use crate::text::tokenize;

/// Per-segment speech rates without per-word timestamps.
///
/// The transcript is split into sentence-like chunks; `total_secs` is
/// allocated to each chunk in proportion to its word count (uniform
/// per-word duration). With fewer than two usable chunks the whole
/// transcript becomes a single segment.
pub fn segment_rates(transcript: &str, total_secs: f64) -> Vec<f64> {
    let chunks: Vec<&str> = transcript
        .split(['.', '!', '?', ',', ';'])
        .filter(|s| s.trim().len() > 3)
        .collect();

    let total_words = tokenize(transcript).len();
    if chunks.len() < 2 {
        return vec![(total_words as f64 / total_secs * 60.0).round()];
    }

    let secs_per_word = total_secs / (total_words.max(1) as f64);
    chunks
        .iter()
        .filter_map(|chunk| {
            let word_count = tokenize(chunk).len() as f64;
            let duration = word_count * secs_per_word;
            if duration > 0.0 {
                Some((word_count / duration * 60.0).round())
            } else {
                None
            }
        })
        .filter(|rate| *rate > 0.0)
        .collect()
}

/// Population standard deviation of per-segment rates, rounded to whole
/// words per minute. Fewer than two samples means no variability signal.
pub fn speed_variability(rates: &[f64]) -> u32 {
    if rates.len() < 2 {
        return 0;
    }
    let n = rates.len() as f64;
    let mean = rates.iter().sum::<f64>() / n;
    let variance = rates.iter().map(|r| (r - mean).powi(2)).sum::<f64>() / n;
    variance.sqrt().round() as u32
}
use serde::Serialize;

#[derive(Debug, Clone)]
pub struct AudioChunk {
    pub samples: Vec<f32>,
    pub sample_rate: u32,
    pub channels: u16,
}

/// One result event from a streaming transcription engine.
///
/// `text` is the cumulative text for the current utterance chunk. Final
/// events are confirmed; interim events are provisional and may be revised
/// by a later event.
#[derive(Debug, Clone)]
pub struct TranscriptEvent {
    pub text: String,
    pub is_final: bool,
    /// Seconds since session start at which the event arrived.
    pub offset_secs: f64,
}

/// The reference text the patient reads aloud. Selected once per session,
/// read-only thereafter.
#[derive(Debug, Clone)]
pub struct Passage {
    text: String,
}

impl Passage {
    pub fn new(text: impl Into<String>) -> Self {
        Self { text: text.into() }
    }

    pub fn text(&self) -> &str {
        &self.text
    }

    pub fn is_empty(&self) -> bool {
        self.text.trim().is_empty()
    }
}

/// Silent/total frame counters accumulated by the silence detector.
#[derive(Debug, Clone, Copy, Default, PartialEq, Eq)]
pub struct PauseStats {
    pub silent_frames: u64,
    pub total_frames: u64,
}

impl PauseStats {
    pub fn record(&mut self, silent: bool) {
        self.total_frames += 1;
        if silent {
            self.silent_frames += 1;
        }
    }

    /// Fraction of frames classified silent, clamped to [0, 1].
    /// `None` when no frames have been seen; callers substitute a
    /// documented default instead of dividing by zero.
    pub fn ratio(&self) -> Option<f64> {
        if self.total_frames == 0 {
            None
        } else {
            Some((self.silent_frames as f64 / self.total_frames as f64).clamp(0.0, 1.0))
        }
    }
}

/// Raw PCM captured during a session, kept only long enough to build the
/// optional submission payload.
#[derive(Debug, Clone)]
pub struct RecordedAudio {
    pub samples: Vec<f32>,
    pub sample_rate: u32,
}

#[derive(Debug, Clone, Copy, PartialEq, Eq)]
pub enum SessionPhase {
    Idle,
    Recording,
    Processing,
    Done,
    Error,
}

impl SessionPhase {
    pub fn as_str(&self) -> &'static str {
        match self {
            SessionPhase::Idle => "idle",
            SessionPhase::Recording => "recording",
            SessionPhase::Processing => "processing",
            SessionPhase::Done => "done",
            SessionPhase::Error => "error",
        }
    }
}

/// Chosen once at `start()` and fixed for the whole session; there is no
/// mid-session switching between transcription and fallback derivation.
#[derive(Debug, Clone, Copy, PartialEq, Eq)]
pub enum TranscriptionMode {
    Full,
    Fallback,
}

/// The final numeric summary of one recording session.
///
/// The optional fields are present only when a transcription engine was
/// available: in fallback mode they are undefined, not zero, so the
/// consumer can tell "not measured" from "measured as zero".
#[derive(Debug, Clone, PartialEq, Serialize)]
pub struct FeatureVector {
    pub wpm: u32,
    pub pause_ratio: f64,
    pub speed_deviation: u32,
    pub completion_ratio: f64,
    pub restart_count: u32,
    pub speech_start_delay: f64,
    #[serde(skip_serializing_if = "Option::is_none")]
    pub word_accuracy: Option<u32>,
    #[serde(skip_serializing_if = "Option::is_none")]
    pub filler_count: Option<u32>,
    #[serde(skip_serializing_if = "Option::is_none")]
    pub repetition_count: Option<u32>,
}
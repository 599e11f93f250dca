use crate::sink_trait::SubmissionSink;
use speechmetry_core::SubmitError;
use std::collections::HashMap;

pub struct SinkRegistry {
    factories: HashMap<String, fn() -> Box<dyn SubmissionSink>>,
}

impl SinkRegistry {
    pub fn new() -> Self {
        let mut registry = Self {
            factories: HashMap::new(),
        };
        registry.register("file", || Box::new(crate::file_sink::FileSink::new()));
        registry.register("log", || Box::new(crate::log_sink::LogSink::new()));
        registry
    }

    pub fn register(&mut self, name: &str, factory: fn() -> Box<dyn SubmissionSink>) {
        self.factories.insert(name.to_string(), factory);
    }

    pub fn create(&self, name: &str) -> Result<Box<dyn SubmissionSink>, SubmitError> {
        self.factories
            .get(name)
            .map(|f| f())
            .ok_or_else(|| SubmitError::NotFound(name.to_string()))
    }

    pub fn list_sinks(&self) -> Vec<&str> {
        self.factories.keys().map(|s| s.as_str()).collect()
    }
}

impl Default for SinkRegistry {
    fn default() -> Self {
        Self::new()
    }
}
--------------------------------------------------
§ **Exercise aim**
Find the string "SubmissionSink" in the material above. Then copy each line that has it.

§ **Expected output**
use crate::sink_trait::SubmissionSink;
    factories: HashMap<String, fn() -> Box<dyn SubmissionSink>>,
    pub fn register(&mut self, name: &str, factory: fn() -> Box<dyn SubmissionSink>) {
    pub fn create(&self, name: &str) -> Result<Box<dyn SubmissionSink>, SubmitError> {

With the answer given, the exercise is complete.